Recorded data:

impl Game {
    /// Create a game already initialized to the title screen.
    ///
    /// `sink` is ignored unless telemetry is enabled in `settings`.
    pub fn new(
        settings: Settings,
        backend: Box<dyn SoundBackend>,
        sink: Option<Box<dyn TelemetrySink>>,
    ) -> Self {
        let mut audio = AudioManager::new(backend);
        audio.set_master_volume(settings.master_volume);
        audio.set_sfx_volume(settings.sfx_volume);
        audio.set_muted(settings.muted);

        let sink = if settings.telemetry { sink } else { None };
        let telemetry = Telemetry::new(sink, settings.player_id.clone(), new_session_id());

        let seed = settings.seed.unwrap_or_else(wall_clock_seed);
        let mut rng = Pcg32::seed_from_u64(seed);
        let simulation = demo_script(&mut rng);
        let runner = GameRunner::new(true, &mut rng);

        let mut game = Self {
            settings,
            play_id: 0,
            seed,
            rng,
            mode: GameMode::Title,
            mode_ticks: 0,
            simulation,
            runner,
            high_scores: HighScores::new(),
            audio,
            telemetry,
        };
        game.begin_play();
        game
    }

    /// Start over from the title screen with a new play id and a fresh seed
    pub fn initialize(&mut self) {
        self.seed = self.settings.seed.unwrap_or_else(wall_clock_seed);
        self.rng = Pcg32::seed_from_u64(self.seed);
        self.start_demo();
        self.set_mode(GameMode::Title);
        self.begin_play();
    }

    fn begin_play(&mut self) {
        self.play_id += 1;
        self.telemetry.send(
            self.play_id,
            Payload::Initialize {
                random_seed: self.seed,
            },
        );
        log::info!("Initialize play {} (seed {})", self.play_id, self.seed);
    }

    /// Advance one tick with the player's touches for this tick
    pub fn update(&mut self, touches: &[Touch]) {
        self.mode_ticks += 1;
        self.telemetry
            .send_touches(self.play_id, self.mode_ticks, touches);

        match self.mode {
            GameMode::Title => self.update_title(touches),
            GameMode::Playing => self.update_playing(touches),
            GameMode::GameOver => {
                if self.mode_ticks > GAME_OVER_GRACE_TICKS && any_just_touched(touches) {
                    self.initialize();
                }
            }
        }
    }

    fn update_title(&mut self, touches: &[Touch]) {
        let demo_touches = self.simulation.next();
        tick(&mut self.runner, &demo_touches, &mut self.rng);
        // Demo runners are muted; nothing else in their events matters
        self.runner.drain_events();

        if self.runner.game_over {
            self.start_demo();
        }

        if any_just_touched(touches) {
            self.start_game();
        }
    }

    fn update_playing(&mut self, touches: &[Touch]) {
        tick(&mut self.runner, touches, &mut self.rng);

        for event in self.runner.drain_events() {
            match event {
                RunnerEvent::Sound { effect, volume } => self.audio.play(effect, volume),
                RunnerEvent::RushStarted { gauge } => log::debug!("Rush for {} ticks", gauge),
                RunnerEvent::RushEnded => log::debug!("Rush ended"),
                RunnerEvent::Hit { gain, streak } => {
                    log::debug!("Hit x{} for {} (score {})", streak, gain, self.runner.score)
                }
                RunnerEvent::Crashed => log::debug!("Crashed at tick {}", self.runner.ticks),
            }
        }

        if self.runner.game_over {
            self.end_game();
        }
    }

    fn start_demo(&mut self) {
        self.simulation = demo_script(&mut self.rng);
        self.runner = GameRunner::new(true, &mut self.rng);
    }

    fn start_game(&mut self) {
        self.telemetry.send(self.play_id, Payload::StartGame);
        log::info!("Start play {}", self.play_id);

        self.runner = GameRunner::new(false, &mut self.rng);
        self.set_mode(GameMode::Playing);
        self.audio.play(SoundEffect::GameStart, 1.0);
    }

    fn end_game(&mut self) {
        let score = self.runner.score;
        self.telemetry.send(self.play_id, Payload::GameOver { score });

        match self.high_scores.add_score(score, self.play_id, self.runner.ticks) {
            Some(rank) => log::info!("Game over: score {} (rank {})", score, rank),
            None => log::info!("Game over: score {}", score),
        }

        self.set_mode(GameMode::GameOver);
        self.audio.play(SoundEffect::GameOver, 1.0);
    }

    fn set_mode(&mut self, mode: GameMode) {
        if self.mode != mode {
            log::debug!("Mode {:?} -> {:?}", self.mode, mode);
        }
        self.mode = mode;
        self.mode_ticks = 0;
    }

    /// Replace the frame's display list
    pub fn draw(&self, list: &mut DrawList) {
        list.clear();
        scene::draw_runner(&self.runner, list);

        match self.mode {
            GameMode::Title => scene::draw_title(list),
            GameMode::Playing => scene::draw_score(self.runner.score, self.high_score(), list),
            GameMode::GameOver => {
                scene::draw_score(self.runner.score, self.high_score(), list);
                scene::draw_game_over(self.runner.score, list);
            }
        }
    }

    /// Best finished run, or the live score if the current run is ahead of it
    pub fn high_score(&self) -> u64 {
        let best = self.high_scores.top_score().unwrap_or(0);
        if self.mode == GameMode::Playing {
            best.max(self.runner.score)
        } else {
            best
        }
    }

    pub fn mode(&self) -> GameMode {
        self.mode
    }

    pub fn mode_ticks(&self) -> u64 {
        self.mode_ticks
    }

    pub fn play_id(&self) -> u64 {
        self.play_id
    }

    pub fn seed(&self) -> u64 {
        self.seed
    }

    pub fn session_id(&self) -> &str {
        self.telemetry.session_id()
    }

    pub fn runner(&self) -> &GameRunner {
        &self.runner
    }

    pub fn high_scores(&self) -> &HighScores {
        &self.high_scores
    }

    pub fn settings(&self) -> &Settings {
        &self.settings
    }
}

**Task**
An exact copy of the lines above, from the one containing "let simulation = demo_script(&mut" through the one containing "pub fn initialize(&mut", is the whole of the answer.

**Answer to this task**
        let simulation = demo_script(&mut rng);
        let runner = GameRunner::new(true, &mut rng);

        let mut game = Self {
            settings,
            play_id: 0,
            seed,
            rng,
            mode: GameMode::Title,
            mode_ticks: 0,
            simulation,
            runner,
            high_scores: HighScores::new(),
            audio,
            telemetry,
        };
        game.begin_play();
        game
    }

    /// Start over from the title screen with a new play id and a fresh seed
    pub fn initialize(&mut self) {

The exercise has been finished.